Et chez Easi, cette recette du bonheur se décline selon cinq ingrédients. ” En commençant par la reconnaissance avec la culture du merci par exemple. Autres choix par rapport à ce premier ingrédient : nous ne recrutons pas de manager à l’extérieur. Nous donnons ce niveau de responsabilités à des personnes qui font partie de nos équipes. J’ai ouvert également l’actionnariat de la société aux employés. Une personne sur quatre est devenue actionnaire de l’entreprise. Il s’agit là d’une grande forme de reconnaissance. Nous organisons aussi chaque année en interne une cérémonie des Awards. L’autonomie des collaborateurs est un deuxième ingrédient. Il y a aussi la transparence, avec une communication directe sur tous les choix de l’entreprise. Et enfin, les deux derniers éléments sont d’une part, la culture des missions et du challenge, et de l’autre, l’amour et la bienveillance. Tous ces ingrédients font que nous sommes une tribu. Personne ne veut faire du télétravail. Je suis surpris tous les jours de voir l’enthousiasme qui règne chez nous. ”
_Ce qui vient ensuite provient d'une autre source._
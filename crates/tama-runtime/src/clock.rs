//! Session clock.
//!
//! The reducer and the scheduler only ever see plain millisecond
//! timestamps. This clock is where those come from: milliseconds elapsed
//! since the session started, read from tokio's monotonic clock so that
//! paused-time tests drive it deterministically.

use std::time::Duration;

use chrono::{DateTime, Utc};
use tama_types::Timestamp;
use tokio::time::Instant;

/// Roughly thirty years; used when a deadline cannot be represented.
const FAR_FUTURE: Duration = Duration::from_secs(946_080_000);

/// Monotonic millisecond clock anchored at session start.
#[derive(Debug, Clone, Copy)]
pub struct SessionClock {
    start: Instant,
    started_at: DateTime<Utc>,
}

impl SessionClock {
    /// Start a clock at the current instant.
    pub fn start() -> Self {
        Self {
            start: Instant::now(),
            started_at: Utc::now(),
        }
    }

    /// Milliseconds elapsed since the clock started.
    pub fn now_ms(&self) -> Timestamp {
        Timestamp::try_from(self.start.elapsed().as_millis()).unwrap_or(Timestamp::MAX)
    }

    /// The instant at which the clock reads `ms`.
    pub fn instant_at(&self, ms: Timestamp) -> Instant {
        self.start
            .checked_add(Duration::from_millis(ms))
            .or_else(|| Instant::now().checked_add(FAR_FUTURE))
            .unwrap_or(self.start)
    }

    /// Wall-clock time at which the session started.
    pub const fn started_at(&self) -> DateTime<Utc> {
        self.started_at
    }
}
Obtenir un degré d’engagement élevé

“Nous avons fait de cette notion un des piliers de notre performance. Et une des clés pour que ce bonheur soit réel, c’est l’authenticité. On ne peut pas tricher avec ça !” – Salvatore Curaba, fondateur et CEO de Easi © PG

Autre exemple de structure qui a fait du bonheur au travail un des piliers de sa stratégie de développement : le Foyer Anderlechtois, l’une des premières sociétés de logements sociaux en Région bruxelloise avec la gestion aujourd’hui du plus grand nombre de logements de ce type dans la capitale. ” J’avoue avoir été assez sceptique au début en craignant la réaction des collaborateurs. Allaient-ils devenir des acteurs de ce bonheur ou bien allait-on créer de la frustration ? “, commente Gwenaëlle Leclair, chief people officer.

” Aujourd’hui, un des grands acquis de cette nouvelle stratégie est notamment la qualité des services que nous offrons et le dévouement de tous les collaborateurs pour les bénéficiaires de notre action, poursuit-il. Nous sommes étonnés de voir à quel point les collaborateurs sont tous concernés par leurs missions. Nous avons atteint un degré d’engagement qui a augmenté considérablement la satisfaction liée à nos services. Nous sommes par ailleurs réellement passés aujourd’hui dans une culture de travail davantage participative et co-créative. Mais sans imposer quoi que ce soit. Chacun garde le choix du degré de son implication. Au final, nous avons aussi atteint un meilleur degré d’innovation et de créativité. Deux choses qui rendent heureux ! ”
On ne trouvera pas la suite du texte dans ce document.